◆ TRY IT ◆
Lines in the entries below where the word "point" shows up should each be copied.

START DATA LISTING

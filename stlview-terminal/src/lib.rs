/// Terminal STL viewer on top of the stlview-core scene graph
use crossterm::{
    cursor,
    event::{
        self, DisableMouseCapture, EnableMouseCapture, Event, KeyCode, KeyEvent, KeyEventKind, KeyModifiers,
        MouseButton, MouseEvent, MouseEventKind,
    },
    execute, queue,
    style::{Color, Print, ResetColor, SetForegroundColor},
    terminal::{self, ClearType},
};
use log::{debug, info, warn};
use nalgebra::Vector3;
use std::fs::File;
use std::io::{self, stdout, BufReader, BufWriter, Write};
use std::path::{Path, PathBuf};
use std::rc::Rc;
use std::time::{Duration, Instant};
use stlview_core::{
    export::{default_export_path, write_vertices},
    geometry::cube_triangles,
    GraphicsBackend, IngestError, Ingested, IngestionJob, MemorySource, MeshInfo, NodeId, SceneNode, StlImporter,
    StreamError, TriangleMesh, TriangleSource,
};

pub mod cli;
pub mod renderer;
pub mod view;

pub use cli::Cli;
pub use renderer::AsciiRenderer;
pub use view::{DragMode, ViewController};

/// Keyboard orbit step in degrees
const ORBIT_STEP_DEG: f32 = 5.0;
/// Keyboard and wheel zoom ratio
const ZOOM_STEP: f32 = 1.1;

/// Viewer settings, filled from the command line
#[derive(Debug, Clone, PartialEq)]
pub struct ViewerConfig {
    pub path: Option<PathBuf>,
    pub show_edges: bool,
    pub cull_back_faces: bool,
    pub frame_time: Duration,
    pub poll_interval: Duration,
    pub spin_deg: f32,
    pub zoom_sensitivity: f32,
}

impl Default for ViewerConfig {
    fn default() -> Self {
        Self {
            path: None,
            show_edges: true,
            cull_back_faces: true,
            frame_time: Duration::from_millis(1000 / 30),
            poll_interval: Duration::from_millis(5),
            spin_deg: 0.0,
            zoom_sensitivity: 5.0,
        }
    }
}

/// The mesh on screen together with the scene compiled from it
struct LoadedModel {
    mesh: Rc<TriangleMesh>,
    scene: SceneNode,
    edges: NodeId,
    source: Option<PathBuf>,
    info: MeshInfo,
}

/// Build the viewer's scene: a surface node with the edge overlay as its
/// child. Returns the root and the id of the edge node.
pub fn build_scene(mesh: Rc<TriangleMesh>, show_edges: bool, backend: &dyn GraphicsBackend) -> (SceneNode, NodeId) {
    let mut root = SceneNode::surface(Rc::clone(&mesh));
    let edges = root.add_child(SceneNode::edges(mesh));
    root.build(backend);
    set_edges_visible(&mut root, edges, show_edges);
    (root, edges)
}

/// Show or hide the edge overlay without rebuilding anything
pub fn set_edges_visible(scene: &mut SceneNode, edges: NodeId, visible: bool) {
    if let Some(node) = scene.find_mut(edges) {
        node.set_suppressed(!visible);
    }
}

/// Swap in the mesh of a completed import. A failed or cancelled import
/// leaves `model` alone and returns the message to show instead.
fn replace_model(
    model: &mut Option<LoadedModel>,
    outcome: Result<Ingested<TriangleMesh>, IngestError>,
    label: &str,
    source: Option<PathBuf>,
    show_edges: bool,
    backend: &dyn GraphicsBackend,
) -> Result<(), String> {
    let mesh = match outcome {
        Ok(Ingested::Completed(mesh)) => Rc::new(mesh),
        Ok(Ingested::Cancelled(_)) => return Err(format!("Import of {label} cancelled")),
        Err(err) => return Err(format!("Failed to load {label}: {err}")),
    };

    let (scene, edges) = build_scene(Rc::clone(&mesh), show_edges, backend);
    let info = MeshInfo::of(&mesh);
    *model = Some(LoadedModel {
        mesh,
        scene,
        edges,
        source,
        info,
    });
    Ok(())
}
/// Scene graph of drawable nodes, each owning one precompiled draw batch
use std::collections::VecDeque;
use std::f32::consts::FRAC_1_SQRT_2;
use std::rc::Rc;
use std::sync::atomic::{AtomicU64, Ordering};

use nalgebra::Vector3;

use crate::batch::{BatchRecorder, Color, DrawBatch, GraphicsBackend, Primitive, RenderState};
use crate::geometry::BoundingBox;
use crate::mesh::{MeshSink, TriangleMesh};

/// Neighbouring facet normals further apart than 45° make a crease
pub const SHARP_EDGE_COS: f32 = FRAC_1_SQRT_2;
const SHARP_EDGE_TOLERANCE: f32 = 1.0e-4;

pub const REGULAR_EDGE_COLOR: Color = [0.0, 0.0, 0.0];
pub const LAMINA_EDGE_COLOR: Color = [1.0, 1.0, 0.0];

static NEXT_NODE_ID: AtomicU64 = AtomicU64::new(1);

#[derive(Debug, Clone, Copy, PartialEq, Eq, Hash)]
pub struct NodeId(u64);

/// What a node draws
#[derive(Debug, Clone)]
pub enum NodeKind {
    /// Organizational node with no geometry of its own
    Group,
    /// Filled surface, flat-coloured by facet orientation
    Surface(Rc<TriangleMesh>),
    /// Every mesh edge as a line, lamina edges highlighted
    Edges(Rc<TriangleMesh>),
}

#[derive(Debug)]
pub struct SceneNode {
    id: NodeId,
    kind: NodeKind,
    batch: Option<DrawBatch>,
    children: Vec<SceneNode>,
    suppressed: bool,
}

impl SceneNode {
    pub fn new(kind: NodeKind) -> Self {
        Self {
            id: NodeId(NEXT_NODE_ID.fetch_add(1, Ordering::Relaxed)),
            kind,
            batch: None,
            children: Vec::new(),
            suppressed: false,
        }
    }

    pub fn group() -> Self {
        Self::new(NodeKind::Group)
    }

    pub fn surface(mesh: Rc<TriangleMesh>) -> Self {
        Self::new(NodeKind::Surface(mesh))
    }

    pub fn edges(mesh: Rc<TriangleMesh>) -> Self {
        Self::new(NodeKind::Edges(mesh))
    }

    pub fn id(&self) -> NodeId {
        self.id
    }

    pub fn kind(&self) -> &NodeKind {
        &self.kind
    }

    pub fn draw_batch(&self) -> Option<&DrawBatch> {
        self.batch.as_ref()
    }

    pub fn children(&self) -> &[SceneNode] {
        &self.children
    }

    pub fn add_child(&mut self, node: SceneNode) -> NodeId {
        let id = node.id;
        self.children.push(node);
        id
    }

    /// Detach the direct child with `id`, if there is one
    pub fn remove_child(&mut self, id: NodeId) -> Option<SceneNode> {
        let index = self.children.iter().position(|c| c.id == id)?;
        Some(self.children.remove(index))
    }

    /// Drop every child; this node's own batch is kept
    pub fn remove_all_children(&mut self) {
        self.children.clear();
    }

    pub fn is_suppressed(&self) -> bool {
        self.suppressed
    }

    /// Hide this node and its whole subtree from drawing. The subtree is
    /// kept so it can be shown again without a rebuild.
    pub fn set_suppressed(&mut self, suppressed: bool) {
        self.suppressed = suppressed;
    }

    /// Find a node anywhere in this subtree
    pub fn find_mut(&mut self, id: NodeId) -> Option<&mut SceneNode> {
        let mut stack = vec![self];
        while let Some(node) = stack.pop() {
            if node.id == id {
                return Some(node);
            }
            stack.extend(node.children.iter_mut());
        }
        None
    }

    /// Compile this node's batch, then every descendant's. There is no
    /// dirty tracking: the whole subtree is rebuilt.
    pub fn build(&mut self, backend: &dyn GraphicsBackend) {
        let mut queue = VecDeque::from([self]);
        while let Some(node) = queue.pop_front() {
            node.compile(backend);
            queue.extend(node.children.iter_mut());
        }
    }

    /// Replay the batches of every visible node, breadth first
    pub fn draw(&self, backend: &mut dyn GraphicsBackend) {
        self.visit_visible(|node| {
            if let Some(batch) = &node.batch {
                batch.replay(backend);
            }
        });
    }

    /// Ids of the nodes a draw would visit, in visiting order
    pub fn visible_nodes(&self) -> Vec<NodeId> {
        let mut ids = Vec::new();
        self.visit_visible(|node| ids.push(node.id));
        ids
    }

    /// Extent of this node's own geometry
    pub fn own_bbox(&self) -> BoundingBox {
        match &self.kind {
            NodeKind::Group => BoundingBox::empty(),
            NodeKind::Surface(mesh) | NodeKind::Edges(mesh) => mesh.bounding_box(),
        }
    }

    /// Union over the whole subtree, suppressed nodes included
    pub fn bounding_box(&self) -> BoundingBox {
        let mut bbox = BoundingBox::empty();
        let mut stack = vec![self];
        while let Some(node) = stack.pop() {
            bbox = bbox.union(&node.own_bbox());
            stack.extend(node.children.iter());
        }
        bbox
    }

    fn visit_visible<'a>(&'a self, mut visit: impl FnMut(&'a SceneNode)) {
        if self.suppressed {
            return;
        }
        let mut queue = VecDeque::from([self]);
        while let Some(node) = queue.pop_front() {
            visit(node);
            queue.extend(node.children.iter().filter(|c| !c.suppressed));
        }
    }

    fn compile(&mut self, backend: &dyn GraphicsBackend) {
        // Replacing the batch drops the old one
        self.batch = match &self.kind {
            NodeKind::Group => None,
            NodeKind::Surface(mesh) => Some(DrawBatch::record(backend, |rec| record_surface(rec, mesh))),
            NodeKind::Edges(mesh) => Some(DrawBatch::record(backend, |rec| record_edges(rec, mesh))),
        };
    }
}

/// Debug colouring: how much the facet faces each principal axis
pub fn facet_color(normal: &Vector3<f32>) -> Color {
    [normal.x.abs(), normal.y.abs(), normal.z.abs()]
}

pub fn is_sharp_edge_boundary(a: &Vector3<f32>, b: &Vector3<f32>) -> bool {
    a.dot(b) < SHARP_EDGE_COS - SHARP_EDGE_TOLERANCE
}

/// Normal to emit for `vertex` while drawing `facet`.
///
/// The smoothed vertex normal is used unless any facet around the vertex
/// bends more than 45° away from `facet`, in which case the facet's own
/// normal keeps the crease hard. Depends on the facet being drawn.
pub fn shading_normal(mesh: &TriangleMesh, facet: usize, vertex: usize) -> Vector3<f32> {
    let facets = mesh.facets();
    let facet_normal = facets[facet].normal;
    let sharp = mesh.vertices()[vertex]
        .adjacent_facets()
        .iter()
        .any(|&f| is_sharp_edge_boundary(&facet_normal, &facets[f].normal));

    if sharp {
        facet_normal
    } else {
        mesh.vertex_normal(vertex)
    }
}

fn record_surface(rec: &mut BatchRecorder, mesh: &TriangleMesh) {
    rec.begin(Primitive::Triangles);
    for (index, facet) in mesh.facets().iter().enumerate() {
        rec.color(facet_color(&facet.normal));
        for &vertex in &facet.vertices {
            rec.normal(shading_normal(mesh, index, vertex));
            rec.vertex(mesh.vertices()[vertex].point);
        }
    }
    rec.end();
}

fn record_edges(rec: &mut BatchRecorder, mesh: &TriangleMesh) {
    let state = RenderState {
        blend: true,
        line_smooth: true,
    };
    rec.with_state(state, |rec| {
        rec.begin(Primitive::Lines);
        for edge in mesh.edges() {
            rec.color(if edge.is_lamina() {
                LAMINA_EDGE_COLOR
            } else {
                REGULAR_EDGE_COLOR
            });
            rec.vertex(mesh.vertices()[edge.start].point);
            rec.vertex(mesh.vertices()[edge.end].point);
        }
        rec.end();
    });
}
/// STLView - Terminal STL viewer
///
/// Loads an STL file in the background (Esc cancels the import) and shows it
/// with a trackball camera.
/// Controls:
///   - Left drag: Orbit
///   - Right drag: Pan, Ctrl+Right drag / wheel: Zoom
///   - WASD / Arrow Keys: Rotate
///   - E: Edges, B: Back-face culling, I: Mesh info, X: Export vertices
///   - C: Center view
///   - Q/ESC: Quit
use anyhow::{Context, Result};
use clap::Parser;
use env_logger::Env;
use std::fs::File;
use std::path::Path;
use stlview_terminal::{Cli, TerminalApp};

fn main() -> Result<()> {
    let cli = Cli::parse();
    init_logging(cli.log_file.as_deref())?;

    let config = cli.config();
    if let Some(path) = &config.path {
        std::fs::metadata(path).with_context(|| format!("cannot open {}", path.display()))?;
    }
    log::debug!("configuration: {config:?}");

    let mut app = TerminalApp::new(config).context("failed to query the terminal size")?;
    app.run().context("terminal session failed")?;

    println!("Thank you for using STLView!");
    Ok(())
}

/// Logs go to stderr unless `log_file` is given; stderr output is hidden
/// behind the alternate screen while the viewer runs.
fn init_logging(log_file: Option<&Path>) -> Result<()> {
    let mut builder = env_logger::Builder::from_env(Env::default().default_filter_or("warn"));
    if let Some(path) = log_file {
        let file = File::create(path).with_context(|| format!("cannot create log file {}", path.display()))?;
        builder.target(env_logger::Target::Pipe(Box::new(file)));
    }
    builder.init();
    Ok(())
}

END DATA LISTING

◆ YOUR RESPONSE ◆
            rec.vertex(mesh.vertices()[vertex].point);
            rec.vertex(mesh.vertices()[edge.start].point);
            rec.vertex(mesh.vertices()[edge.end].point);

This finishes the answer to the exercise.